He circles her slowly as she heaves for breath, clutching her side. He sneers down at her. “Get back to your  _bunk_ , Tora.”

The other guards have reached the collapsed hut, and are struggling to lift the roof. They’re dragging what Bajorans they can out into the mud, and the screaming is unbearable. Naprem breathes hard, rain beating her back, pain reverberating through her body, and slowly, determinedly gets to her feet. She totters a little, holding his gaze.

Then, she turns to look at the doorway to her hut. Forty Bajoran faces stare back at her, waiting for her to act.

“Please,” she says, calling across the courtyard. “ _Please_! They need our help! They’re going to die without it!

“Please,” she yells. “ _Please_ , help me help them. “

But no one moves – no one comes forward. Megot is watching her, tail flicking like this is a game. The people in Bunk 5 are screaming and sobbing, stumbling out into the rain as the Cardassians free them and immediately turning around to grab hold of the roof, trying to pull it up. Naprem starts forward again, unable to stop herself, and Megot strikes her to the ground, this time with his hand. Her side is smatted with mud as she goes down.

When she stands this time, her legs keep shaking.

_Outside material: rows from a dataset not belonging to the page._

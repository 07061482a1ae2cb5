//! PKCE (RFC 7636) verifier, challenge and anti-forgery state generation.

use base64::engine::general_purpose::URL_SAFE_NO_PAD;
use base64::Engine as _;
use rand::rngs::OsRng;
use rand::RngCore;
use sha2::{Digest, Sha256};
use std::fmt;

use crate::config::OAuthConfig;

/// Verifier length in characters (the RFC 7636 maximum).
pub const VERIFIER_LEN: usize = 128;

/// Random bytes behind a verifier; base64url of 96 bytes is exactly 128 characters.
const VERIFIER_BYTES: usize = VERIFIER_LEN / 4 * 3;

/// Random bytes behind the `state` token.
const STATE_BYTES: usize = 16;

/// The secret half of a PKCE pair. Only ever sent in the token-exchange body.
#[derive(Clone, PartialEq, Eq)]
pub struct CodeVerifier(String);

impl CodeVerifier {
    /// Generates a fresh verifier from the URL-safe base64 alphabet.
    pub fn generate() -> Self {
        let mut bytes = [0u8; VERIFIER_BYTES];
        OsRng.fill_bytes(&mut bytes);
        Self(URL_SAFE_NO_PAD.encode(bytes))
    }

    pub fn as_str(&self) -> &str {
        &self.0
    }

    /// The S256 challenge sent in the authorization redirect.
    pub fn challenge(&self) -> String {
        code_challenge(&self.0)
    }
}

impl fmt::Debug for CodeVerifier {
    fn fmt(&self, f: &mut fmt::Formatter<'_>) -> fmt::Result {
        f.write_str("CodeVerifier(<redacted>)")
    }
}

/// `base64url_nopad(SHA256(verifier))`.
pub fn code_challenge(verifier: &str) -> String {
    URL_SAFE_NO_PAD.encode(Sha256::digest(verifier.as_bytes()))
}

/// Generates a hex-encoded anti-forgery `state` token.
pub fn generate_state() -> String {
    let mut bytes = [0u8; STATE_BYTES];
    OsRng.fill_bytes(&mut bytes);
    hex::encode(bytes)
}

/// Builds the authorization-endpoint URL the user agent is redirected to.
pub fn authorize_url(config: &OAuthConfig, state: &str, challenge: &str) -> String {
    let scope = config.scopes.join(" ");
    let params = [
        ("response_type", "code"),
        ("client_id", config.client_id.as_str()),
        ("redirect_uri", config.redirect_uri.as_str()),
        ("scope", scope.as_str()),
        ("state", state),
        ("code_challenge", challenge),
        ("code_challenge_method", "S256"),
    ];

    let query = params
        .iter()
        .map(|(key, value)| format!("{key}={}", urlencoding::encode(value)))
        .collect::<Vec<_>>()
        .join("&");

    let separator = if config.auth_url.contains('?') { '&' } else { '?' };
    format!("{}{separator}{query}", config.auth_url)
}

“Please!” Naprem shouts, and it feels so futile, as though she’s calling on the sky itself for help. “We can live together, or we can die alone. They’re Bajorans. We  _have_  to help them!”

“Give it up, Tora,” Megot hisses.

But then, she hears footsteps in the mud behind her – hesitant, small footsteps, made with dancer’s feet. Uru stumbles to the front of the hut, and out into the storm. She looks at Naprem, and then at Megot. And then, she squares her spindly shoulders, and marches out to take Naprem’s hand.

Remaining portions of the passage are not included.